Man könnte somit aus der Innovationsgeschichte die Vermutung ableiten, dass es so etwas wie ein „retardierendes Moment“ gibt, dass also disruptive technische Neuerungen zunächst eher Fluch als Segen für die Gesellschaft als Ganzes bringen. Es wäre naiv zu meinen, dass diesmal alles anders sei, zumal die digitale Revolution alle früheren technischen Fortschrittsphasen hinsichtlich Durchgriff, Reichweite und Geschwindigkeit wohl in den Schatten stellen wird. Statt auf die freiwillige Selbstzähmung von Technologieentwicklern und politökonomischen Interessen zu hoffen, müssen gemeinwohlorientierte und demokratische Staaten sowohl eine starke antizipative Kapazität aufbauen als auch ein strategisches Bündel von Institutionen, Gesetzen und Maßnahmen schaffen. Nur so können die digitalen Kräfte nutzbar gemacht und zugleich eingehegt werden. Den Blick auf diese Herausforderung, das Digitale Zeitalter selbst im Sinne einer humanistischen, nachhaltigen Weltgesellschaft zu gestalten, wirft der WBGU mit der Zweiten Dynamik „Nachhaltige digitalisierte Gesellschaften“.

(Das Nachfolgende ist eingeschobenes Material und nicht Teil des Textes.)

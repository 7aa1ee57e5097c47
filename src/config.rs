use crate::error::ExplorerError;
use alloy_primitives::U256;
use std::env;
use std::str::FromStr;
use std::time::Duration;

// Configuration for the explorer server
#[derive(Clone, Debug)]
pub struct Config {
    pub node_http_url: String, // Node JSON-RPC endpoint (HTTP)
    pub node_ws_url: String, // Node push endpoint for subscriptions
    pub bind_host: String, // Host the HTTP/WebSocket server binds to
    pub port: u16, // Port the HTTP/WebSocket server listens on
    pub rpc_timeout: Duration, // Upper bound on every single RPC call
    pub session_buffer: usize, // Per-session outbound queue depth before oldest frames are dropped; rounded up to a power of two
    pub flush_interval: Duration, // How often a session drains its queue to the socket
    pub max_inflight: usize, // Concurrent enrichment operations before new events are dropped
    pub block_reward_wei: U256, // Fixed base reward added to fees in block details
    pub latest_blocks: usize, // Number of blocks served by /api/blocks/latest
    pub address_scan_depth: u64, // Recent blocks scanned for an address's transactions
    pub upstream_retry_window: Duration, // Longest we keep retrying a lost upstream subscription
}

impl Config {
    // Loads configuration from environment variables, with defaults pointing at a local node
    pub fn from_env() -> Result<Self, ExplorerError> {
        Self::from_lookup(|key| env::var(key).ok())
    }

    // Builds the configuration from an arbitrary key lookup
    pub fn from_lookup<F>(lookup: F) -> Result<Self, ExplorerError>
    where
        F: Fn(&str) -> Option<String>,
    {
        let string = |key: &str, default: &str| lookup(key).unwrap_or_else(|| default.to_string());

        let config = Config {
            node_http_url: string("GETH_NODE_URL", "http://localhost:8545"),
            node_ws_url: string("GETH_WS_URL", "ws://localhost:8546"),
            bind_host: string("BIND_HOST", "0.0.0.0"),
            port: parse_or(&lookup, "PORT", 3000),
            rpc_timeout: Duration::from_millis(parse_or(&lookup, "RPC_TIMEOUT_MS", 10_000)),
            session_buffer: parse_or(&lookup, "SESSION_BUFFER", 256),
            flush_interval: Duration::from_millis(parse_or(&lookup, "WS_FLUSH_INTERVAL_MS", 100)),
            max_inflight: parse_or(&lookup, "MAX_INFLIGHT_ENRICHMENTS", 64),
            block_reward_wei: parse_or(
                &lookup,
                "BLOCK_REWARD_WEI",
                U256::from(2_000_000_000_000_000_000u128),
            ),
            latest_blocks: parse_or(&lookup, "LATEST_BLOCKS", 10),
            address_scan_depth: parse_or(&lookup, "ADDRESS_SCAN_DEPTH", 5),
            upstream_retry_window: Duration::from_secs(parse_or(&lookup, "UPSTREAM_RETRY_SECS", 3600)),
        };

        config.validate()?;
        Ok(config)
    }

    pub fn bind_addr(&self) -> String {
        format!("{}:{}", self.bind_host, self.port)
    }

    fn validate(&self) -> Result<(), ExplorerError> {
        if self.node_http_url.is_empty() || self.node_ws_url.is_empty() {
            return Err(ExplorerError::Config("GETH_NODE_URL and GETH_WS_URL must not be empty".into()));
        }
        if !(self.node_ws_url.starts_with("ws://") || self.node_ws_url.starts_with("wss://")) {
            return Err(ExplorerError::Config(format!(
                "GETH_WS_URL must be a ws:// or wss:// URL, got {}",
                self.node_ws_url
            )));
        }
        if self.session_buffer == 0 || self.max_inflight == 0 {
            return Err(ExplorerError::Config(
                "SESSION_BUFFER and MAX_INFLIGHT_ENRICHMENTS must be greater than zero".into(),
            ));
        }
        Ok(())
    }
}

// Configuration for the terminal watcher
#[derive(Clone, Debug)]
pub struct WatchConfig {
    pub ws_url: String, // Explorer push endpoint
    pub max_attempts: u32, // Consecutive failed connections before giving up
    pub retry_delay: Duration, // Fixed delay between reconnect attempts
}

impl WatchConfig {
    pub fn from_env() -> Self {
        Self::from_lookup(|key| env::var(key).ok())
    }

    pub fn from_lookup<F>(lookup: F) -> Self
    where
        F: Fn(&str) -> Option<String>,
    {
        WatchConfig {
            ws_url: lookup("EXPLORER_WS_URL").unwrap_or_else(|| "ws://127.0.0.1:3000/".to_string()),
            max_attempts: parse_or(&lookup, "RECONNECT_MAX_ATTEMPTS", 5),
            retry_delay: Duration::from_millis(parse_or(&lookup, "RECONNECT_DELAY_MS", 3000)),
        }
    }
}

// Unset or unparseable values fall back to the default
fn parse_or<F, T>(lookup: &F, key: &str, default: T) -> T
where
    F: Fn(&str) -> Option<String>,
    T: FromStr,
{
    lookup(key).and_then(|v| v.trim().parse().ok()).unwrap_or(default)
}
use actix_web::{http::StatusCode, HttpResponse, ResponseError};
use serde_json::json;
use std::time::Duration;
use thiserror::Error;

// Errors surfaced by the node client, the enrichment pipeline and the HTTP API
#[derive(Debug, Error)]
pub enum ExplorerError {
    // Node unreachable or the RPC call itself failed
    #[error("RPC error: {0}")]
    Rpc(String),

    // The node did not answer within the configured bound
    #[error("RPC call timed out after {0:?}")]
    Timeout(Duration),

    // The requested entity does not exist (or is not visible yet)
    #[error("{0} not found")]
    NotFound(String),

    // A path or query parameter could not be parsed
    #[error("Invalid input: {0}")]
    InvalidInput(String),

    // The node answered with a payload we could not decode
    #[error("Decode error: {0}")]
    Decode(String),

    #[error("Configuration error: {0}")]
    Config(String),
}

impl ExplorerError {
    pub fn not_found(what: impl std::fmt::Display) -> Self {
        ExplorerError::NotFound(what.to_string())
    }

    pub fn invalid(what: impl std::fmt::Display) -> Self {
        ExplorerError::InvalidInput(what.to_string())
    }
}

impl From<jsonrpsee::core::ClientError> for ExplorerError {
    fn from(e: jsonrpsee::core::ClientError) -> Self {
        ExplorerError::Rpc(e.to_string())
    }
}

impl From<serde_json::Error> for ExplorerError {
    fn from(e: serde_json::Error) -> Self {
        ExplorerError::Decode(e.to_string())
    }
}

impl From<alloy_sol_types::Error> for ExplorerError {
    fn from(e: alloy_sol_types::Error) -> Self {
        ExplorerError::Decode(e.to_string())
    }
}

// Maps the taxonomy onto HTTP: missing entities and bad input are the caller's problem,
// everything else is reported as a server failure with the underlying message
impl ResponseError for ExplorerError {
    fn status_code(&self) -> StatusCode {
        match self {
            ExplorerError::NotFound(_) => StatusCode::NOT_FOUND,
            ExplorerError::InvalidInput(_) => StatusCode::BAD_REQUEST,
            _ => StatusCode::INTERNAL_SERVER_ERROR,
        }
    }

    fn error_response(&self) -> HttpResponse {
        HttpResponse::build(self.status_code()).json(json!({ "error": self.to_string() }))
    }
}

Relevante Felder reichen vom Umgang mit den inzwischen breit diskutierten Veränderungen der globalen Arbeitsmärkte über notwendige Reformen im Bildungssystem sowie dem Schutz von individueller Privatheit und digitaler Öffentlichkeit bis hin zur Mammutaufgabe, die Machtverschiebungen im KI-Zeitalter zugunsten einer pluralistischen mündigen Gesellschaft auszurichten. Zukunftsweisend ist auch die Begrenzung des rasant steigenden Verbrauchs von Energie und Ressourcen durch Hard- und Software. Der Elefant im digitalen Raum für die Lösung alter wie auch neu entstehender Probleme bleibt die fehlende transnationale Politik-Architektur („Global Governance“). Die zentrale Herausforderung für die internationale Gemeinschaft besteht darin, trotz des strauchelnden Multilateralismus eine gemeinsame Vorstellung für eine nachhaltige, digital gestützte Zukunft zu entwickeln und in diesem Sinne kollektive Prinzipien, regulatorische Rahmenbedingungen und ethisch-begründete Grenzen zu bekräftigen und zu etablieren. Orientiert an den normativen Grundsätzen der Gewährleistung natürlicher Lebensgrundlagen, gesellschaftlicher Teilhabe, individueller Eigenart und unverletzbarer menschlicher Würde entwickelt der WBGU zu diesen Themenfeldern weitreichende Handlungsempfehlungen.